Huracán
- Full name: Club Atlético Huracán
- Nickname: Globito Petrolero (Oiler Little Ballon)
- Founded: December 22, 1927
- Ground: Estadio César Muñoz, Comodoro Rivadavia, Chubut Province, Argentina
- Capacity: 10,000
- Chairman: ARG Gustavo Canciller
- Coach: Argentina Jorge Montesino
- 2010–11: 14th
- Website: https://web.archive.org/web/20090707094253/http://www.huracandecomodoro.com.ar/
| Away colours |

= Huracán de Comodoro Rivadavia =

Argentine football club

Club Atlético Huracán, mostly known as Huracán de Comodoro Rivadavia is an Argentine football club, located in the city of Comodoro Rivadavia, Chubut.

==Torneo Nacional==
The club played at the highest level of Argentine football on three occasions, when qualified to play in the National tournaments disputed on 1971, 1974 and 1976.
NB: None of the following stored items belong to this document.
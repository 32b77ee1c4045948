//! Live working set of a session.

use serde::{Deserialize, Serialize};
use sync_core::types::{Candle, CandleSeries, FetchRequest, SignalResult, SignalType, SignalStrength};

/// Series, signal and marker of one granularity tier.
#[derive(Debug, Clone, Default, PartialEq, Serialize, Deserialize)]
pub struct TierState {
    pub granularity: String,
    pub closed: CandleSeries,
    pub in_progress: Option<Candle>,
    pub signal: Option<SignalResult>,
    pub marker: i64,
}

impl TierState {
    pub fn new(granularity: impl Into<String>) -> Self {
        Self {
            granularity: granularity.into(),
            marker: -1,
            ..Self::default()
        }
    }

    /// Closed candles followed by the in-progress candle.
    pub fn all(&self) -> Vec<Candle> {
        self.closed.with_in_progress(self.in_progress.as_ref())
    }

    pub fn is_empty(&self) -> bool {
        self.closed.is_empty() && self.in_progress.is_none()
    }

    /// Oldest and newest timestamps over all candles.
    pub fn time_bounds(&self) -> Option<(i64, i64)> {
        let all = self.all();
        Some((all.first()?.timestamp, all.last()?.timestamp))
    }

    pub fn clear(&mut self) {
        self.closed.clear();
        self.in_progress = None;
        self.signal = None;
        self.marker = -1;
    }
}

/// What the presenter currently shows.
#[derive(Debug, Clone, Default, PartialEq)]
pub struct LiveState {
    /// Request of the last successful fetch, restore or recalculation
    pub request: Option<FetchRequest>,
    pub base: TierState,
    pub htf: Option<TierState>,
    /// Real-time updates toggle; the scheduler refuses to start without it
    pub live_updates: bool,
    /// Backtest mode: ticker-only polling and recalculation allowed
    pub backtest: bool,
}

impl LiveState {
    pub fn new() -> Self {
        Self {
            base: TierState::new(""),
            live_updates: true,
            ..Self::default()
        }
    }

    /// Drop series and signals, keep the toggles.
    pub fn clear_series(&mut self) {
        self.base.clear();
        self.htf = None;
    }
}

type SignalKey = (SignalType, SignalStrength);

/// Change detection for real-time notifications.
#[derive(Debug, Clone, Default)]
pub struct NotificationTracker {
    pushed: bool,
    last: Option<SignalKey>,
    last_htf: Option<SignalKey>,
}

impl NotificationTracker {
    /// Record the latest signals. Returns whether a notification is due:
    /// the first push, or a change of type or strength in either tier.
    pub fn observe(&mut self, base: &SignalResult, htf: Option<&SignalResult>) -> bool {
        let key = base.key();
        let htf_key = htf.map(SignalResult::key);
        let changed = self.last != Some(key);
        let htf_changed = htf_key.is_some() && self.last_htf != htf_key;
        let notify = !self.pushed || changed || htf_changed;

        self.pushed = true;
        self.last = Some(key);
        if htf_key.is_some() {
            self.last_htf = htf_key;
        }
        notify
    }

    pub fn reset(&mut self) {
        *self = Self::default();
    }
}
In 1971, Huracán finished at the bottom position of the table, after a poor campaign that set a record of:
- Played: 14
- Won: 1 – Tied: 1 – Lost: 12
- Goals scored: 11
- Goals received: 55
- Total points: 3

In the Nacional 1974, Huracán finished 6th in a group of nine teams. The most notable result of the season was a 4–0 win over their more illustrious namesakes Club Atlético Huracán from Buenos Aires.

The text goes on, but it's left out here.